An innovative medical technique led to the birth of eight children in Britainwhich carry DNA of three different people. The method aims to prevent incurable and often deadly mitochondrial diseases, according to doctors.

The method, developed by scientists in Britain and is now applied to the Newcastle Fertility Center’s assisted reproduction unit combines the egg and sperm of parents with a second egg of a donor. So the child is born with “triple” DNA.

The procedure predicts that the two eggs – the mother and the donor – fertilized in the laboratory with the Father’s semen. Then the cores of the two embryos – where the DNA is located that determines characteristics such as height and hair color – are removed and the parents’ core is implanted in the fetus with the healthy mitochondria of the donor.

The result is a child genetically related to his parents, but which does not carry the harmful mutations responsible for mitochondrial disease – A disease inherited exclusively by the mother and affects the body’s ability to produce energy.

About 1 in 5,000 newborns suffer from it. In severe cases, infants die within a few days of birth.

Parents who have undergone the process do not wish to speak publicly, but through the fertility center expressed their deep gratitude to the BBC.
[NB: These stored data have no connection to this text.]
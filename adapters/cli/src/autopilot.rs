//! Scripted player that answers every checkpoint with the exact slope.
//!
//! The autopilot only produces [`PlayerAction`]s, so its answers travel the
//! same input path as keyboard presses.

use derivative_dash_core::{Phase, PlayerAction, ANSWER_BUFFER_CAPACITY};
use derivative_dash_world::{query, World};

const MAX_DECIMALS: usize = 6;

/// Answers checkpoints on the player's behalf.
#[derive(Clone, Copy, Debug, Default)]
pub(crate) struct Autopilot;

impl Autopilot {
    /// Appends the keystrokes the autopilot would make this frame.
    pub(crate) fn plan(&self, world: &World, actions: &mut Vec<PlayerAction>) {
        if query::phase(world) != Phase::AwaitingAnswer || !query::pending_input(world).is_empty()
        {
            return;
        }

        let answer = format_answer(query::true_slope(world));
        actions.extend(answer.chars().map(PlayerAction::Character));
        actions.push(PlayerAction::Submit);
    }
}

/// Renders `slope` with as many decimals as fit in the answer buffer.
fn format_answer(slope: f64) -> String {
    (0..=MAX_DECIMALS)
        .rev()
        .map(|decimals| format!("{slope:.decimals$}"))
        .find(|text| text.len() <= ANSWER_BUFFER_CAPACITY)
        .unwrap_or_else(|| format!("{slope:.0}"))
}

#[cfg(test)]
mod tests {
    use super::*;
    use derivative_dash_core::{Command, TrackCurve, TRACKS};
    use derivative_dash_system_answer::AnswerEvaluator;
    use derivative_dash_world::apply;
    use std::{rc::Rc, time::Duration};

    #[test]
    fn answers_fit_the_buffer() {
        assert_eq!(format_answer(0.5), "0.500000");
        assert_eq!(format_answer(-1.234_567_89), "-1.234568");
        assert_eq!(format_answer(123.456), "123.456000");
        assert!(format_answer(-98_765.4321).len() <= ANSWER_BUFFER_CAPACITY);
    }

    #[test]
    fn stays_idle_while_driving() {
        let track = Rc::new(TrackCurve::from_descriptor(TRACKS[0]).expect("valid track"));
        let world = World::new(track, AnswerEvaluator::new(0.5));
        let mut actions = Vec::new();
        Autopilot.plan(&world, &mut actions);
        assert!(actions.is_empty());
    }

    #[test]
    fn types_slope_and_submits_at_checkpoint() {
        let track = Rc::new(TrackCurve::from_descriptor(TRACKS[0]).expect("valid track"));
        let mut world = World::new(track, AnswerEvaluator::new(0.5));
        let mut events = Vec::new();
        while query::phase(&world) != Phase::AwaitingAnswer {
            apply(
                &mut world,
                Command::Tick {
                    dt: Duration::from_millis(100),
                },
                &mut events,
            );
        }

        let mut actions = Vec::new();
        Autopilot.plan(&world, &mut actions);
        assert_eq!(actions.last(), Some(&PlayerAction::Submit));
        let typed: String = actions
            .iter()
            .filter_map(|action| match action {
                PlayerAction::Character(character) => Some(*character),
                _ => None,
            })
            .collect();
        let parsed: f64 = typed.parse().expect("autopilot types a number");
        assert!((parsed - query::true_slope(&world)).abs() < 1e-5);
    }
}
“After years of uncertainty, this treatment has given us hope – and then gave us our child,” says a girl’s mother. “The burden of mitochondrial disease is gone and there is only joy, hope and gratitude,” adds another mother.

The eight babies – four boys and four girls, including a pair of twins – are the result of the process applied to 22 families.
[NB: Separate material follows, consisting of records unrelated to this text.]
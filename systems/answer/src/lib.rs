#![deny(
    unsafe_code,
    missing_docs,
    dead_code,
    unused_results,
    non_snake_case,
    unreachable_pub
)]

//! Pure answer evaluation that compares typed derivatives against the track slope.
//!
//! Parsing follows a deliberately narrow grammar: an optional leading minus,
//! decimal digits and at most one decimal point, with at least one digit.
//! Exponents, explicit plus signs, whitespace and the textual infinities that
//! `f64::from_str` would otherwise accept are all rejected.

use derivative_dash_core::DEFAULT_ANSWER_TOLERANCE;
use thiserror::Error;

/// Reasons typed text fails to parse as an answer.
#[derive(Clone, Copy, Debug, PartialEq, Eq, Error)]
pub enum AnswerParseError {
    /// Nothing was typed.
    #[error("no answer was entered")]
    Empty,
    /// A character outside the numeric alphabet was found.
    #[error("unexpected character {character:?} at position {position}")]
    UnexpectedCharacter {
        /// Offending character.
        character: char,
        /// Zero-based character position.
        position: usize,
    },
    /// A minus sign appeared after the first position.
    #[error("minus sign at position {position} must lead the number")]
    MisplacedSign {
        /// Zero-based character position.
        position: usize,
    },
    /// More than one decimal point was typed.
    #[error("more than one decimal point")]
    MultipleDecimalPoints,
    /// Only a sign and/or a decimal point were typed.
    #[error("the answer contains no digits")]
    MissingDigits,
}

/// Result of comparing an answer with the true slope.
#[derive(Clone, Copy, Debug, PartialEq)]
pub enum Verdict {
    /// The answer lies strictly within tolerance.
    Correct {
        /// Parsed answer.
        answer: f64,
        /// Absolute difference from the true slope.
        error: f64,
    },
    /// The answer parsed but lies outside tolerance.
    Incorrect {
        /// Parsed answer.
        answer: f64,
        /// Absolute difference from the true slope.
        error: f64,
    },
    /// The text is not a number.
    Unparsable(AnswerParseError),
}

/// Evaluator holding the tolerance used to judge answers.
#[derive(Clone, Copy, Debug, PartialEq)]
pub struct AnswerEvaluator {
    tolerance: f64,
}

impl AnswerEvaluator {
    /// Creates an evaluator that accepts answers whose error is below `tolerance`.
    #[must_use]
    pub const fn new(tolerance: f64) -> Self {
        Self { tolerance }
    }

    /// Tolerance applied by this evaluator.
    #[must_use]
    pub const fn tolerance(&self) -> f64 {
        self.tolerance
    }

    /// Judges `raw_text` against `true_slope`.
    #[must_use]
    pub fn evaluate(&self, raw_text: &str, true_slope: f64) -> Verdict {
        evaluate(raw_text, true_slope, self.tolerance)
    }
}

impl Default for AnswerEvaluator {
    fn default() -> Self {
        Self::new(DEFAULT_ANSWER_TOLERANCE)
    }
}

/// Judges `raw_text` against `true_slope`; the tolerance boundary is exclusive.
#[must_use]
pub fn evaluate(raw_text: &str, true_slope: f64, tolerance: f64) -> Verdict {
    let answer = match parse_answer(raw_text) {
        Ok(answer) => answer,
        Err(error) => return Verdict::Unparsable(error),
    };

    let error = (answer - true_slope).abs();
    if error < tolerance {
        Verdict::Correct { answer, error }
    } else {
        Verdict::Incorrect { answer, error }
    }
}

/// Parses typed text using the answer grammar.
pub fn parse_answer(raw_text: &str) -> Result<f64, AnswerParseError> {
    if raw_text.is_empty() {
        return Err(AnswerParseError::Empty);
    }

    let mut digits = 0_usize;
    let mut decimal_points = 0_usize;
    for (position, character) in raw_text.chars().enumerate() {
        match character {
            '0'..='9' => digits += 1,
            '.' => {
                decimal_points += 1;
                if decimal_points > 1 {
                    return Err(AnswerParseError::MultipleDecimalPoints);
                }
            }
            '-' if position == 0 => {}
            '-' => return Err(AnswerParseError::MisplacedSign { position }),
            _ => {
                return Err(AnswerParseError::UnexpectedCharacter {
                    character,
                    position,
                })
            }
        }
    }

    if digits == 0 {
        return Err(AnswerParseError::MissingDigits);
    }

    raw_text
        .parse::<f64>()
        .map_err(|_| AnswerParseError::MissingDigits)
}

#[cfg(test)]
mod tests {
    use super::*;
    use proptest::prelude::*;

    #[test]
    fn tolerance_boundary_is_exclusive() {
        assert!(matches!(
            evaluate("5.0", 5.49, 0.5),
            Verdict::Correct { .. }
        ));
        assert!(matches!(
            evaluate("5.0", 5.50, 0.5),
            Verdict::Incorrect { .. }
        ));
    }

    #[test]
    fn empty_and_alphabetic_text_is_unparsable() {
        assert_eq!(
            evaluate("", 1.0, 0.5),
            Verdict::Unparsable(AnswerParseError::Empty)
        );
        assert_eq!(
            evaluate("abc", 1.0, 0.5),
            Verdict::Unparsable(AnswerParseError::UnexpectedCharacter {
                character: 'a',
                position: 0
            })
        );
    }

    #[test]
    fn negative_answer_reports_error_magnitude() {
        match evaluate("-3.2", 0.0, 0.5) {
            Verdict::Incorrect { answer, error } => {
                assert!((answer + 3.2).abs() < 1e-12);
                assert!((error - 3.2).abs() < 1e-12);
            }
            other => panic!("unexpected verdict: {other:?}"),
        }
    }

    #[test]
    fn grammar_accepts_leading_or_trailing_decimal_point() {
        assert_eq!(parse_answer("5."), Ok(5.0));
        assert_eq!(parse_answer(".5"), Ok(0.5));
        assert_eq!(parse_answer("-.25"), Ok(-0.25));
        assert_eq!(parse_answer("007"), Ok(7.0));
    }

    #[test]
    fn grammar_rejects_what_float_parsing_would_allow() {
        assert!(parse_answer("inf").is_err());
        assert!(parse_answer("NaN").is_err());
        assert!(parse_answer("1e3").is_err());
        assert!(parse_answer("+5").is_err());
        assert!(parse_answer(" 5").is_err());
    }

    #[test]
    fn grammar_reports_structural_errors() {
        assert_eq!(parse_answer("-"), Err(AnswerParseError::MissingDigits));
        assert_eq!(parse_answer("."), Err(AnswerParseError::MissingDigits));
        assert_eq!(parse_answer("-."), Err(AnswerParseError::MissingDigits));
        assert_eq!(
            parse_answer("1.2.3"),
            Err(AnswerParseError::MultipleDecimalPoints)
        );
        assert_eq!(
            parse_answer("3-1"),
            Err(AnswerParseError::MisplacedSign { position: 1 })
        );
        assert_eq!(
            parse_answer("--1"),
            Err(AnswerParseError::MisplacedSign { position: 1 })
        );
    }

    #[test]
    fn evaluator_uses_configured_tolerance() {
        let strict = AnswerEvaluator::new(0.01);
        assert!(matches!(
            strict.evaluate("1.0", 1.05),
            Verdict::Incorrect { .. }
        ));
        assert!(matches!(
            AnswerEvaluator::default().evaluate("1.0", 1.05),
            Verdict::Correct { .. }
        ));
        assert_eq!(AnswerEvaluator::default().tolerance(), 0.5);
    }

    proptest! {
        #[test]
        fn rounded_slopes_are_accepted(slope in -1_000.0f64..1_000.0) {
            let typed = format!("{slope:.2}");
            let accepted = matches!(evaluate(&typed, slope, 0.5), Verdict::Correct { .. });
            prop_assert!(accepted, "{} should be accepted", typed);
        }

        #[test]
        fn text_with_foreign_characters_is_unparsable(
            prefix in "[0-9]{0,4}",
            foreign in "[a-zA-Z+ eE,]",
            suffix in "[0-9]{0,4}",
        ) {
            let typed = format!("{prefix}{foreign}{suffix}");
            let unparsable = matches!(evaluate(&typed, 0.0, 0.5), Verdict::Unparsable(_));
            prop_assert!(unparsable);
        }
    }
}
According to Professor Bobby McFarland, head of the NHS National Mitochondrial Disease System, all infants are healthy, They do not show signs of disease and grow normally. There was an incident of epilepsy and a child with cardiac arrhythmia, situations that are successfully treated and not related to mitochondria.

An important question was whether they would accidentally move into a problem mitochondria to the final fetus. In five cases, they were not detected at all, in the remaining three, between 5% and 20% of harmful mitochondria, they were found in blood and urine samples – below the 80% threshold that is considered dangerous.

The process divides

Britain has been the first country in the world to legitimize the process, the 2015after a vote in parliament.
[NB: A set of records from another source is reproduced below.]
pub mod completion;
pub mod dates;
pub mod ids;
pub mod keys;
pub mod merge;
pub mod models;
pub mod schedule;
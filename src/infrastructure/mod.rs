pub mod backup_file;
pub mod command_log;
pub mod config;
pub mod error;
pub mod storage;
This option was divided, as the mitochondria contains their own DNA – even if they are just 0.1% of the total genome – which raises philosophical and moral questions about the future of genetic engineering.

However, as Professor Doug Turnbull at Newcastle University points out: “It took a top science, proper legislation, support from NHS – and now we have eight children free from a devastating disease. What a wonderful achievement. “

“For many families, this is the first true hope of breaking the vicious cycle of a hereditary conviction,” says Liz Curtis, founder of the Lily Foundation, who supports families with mitochondrial diseases.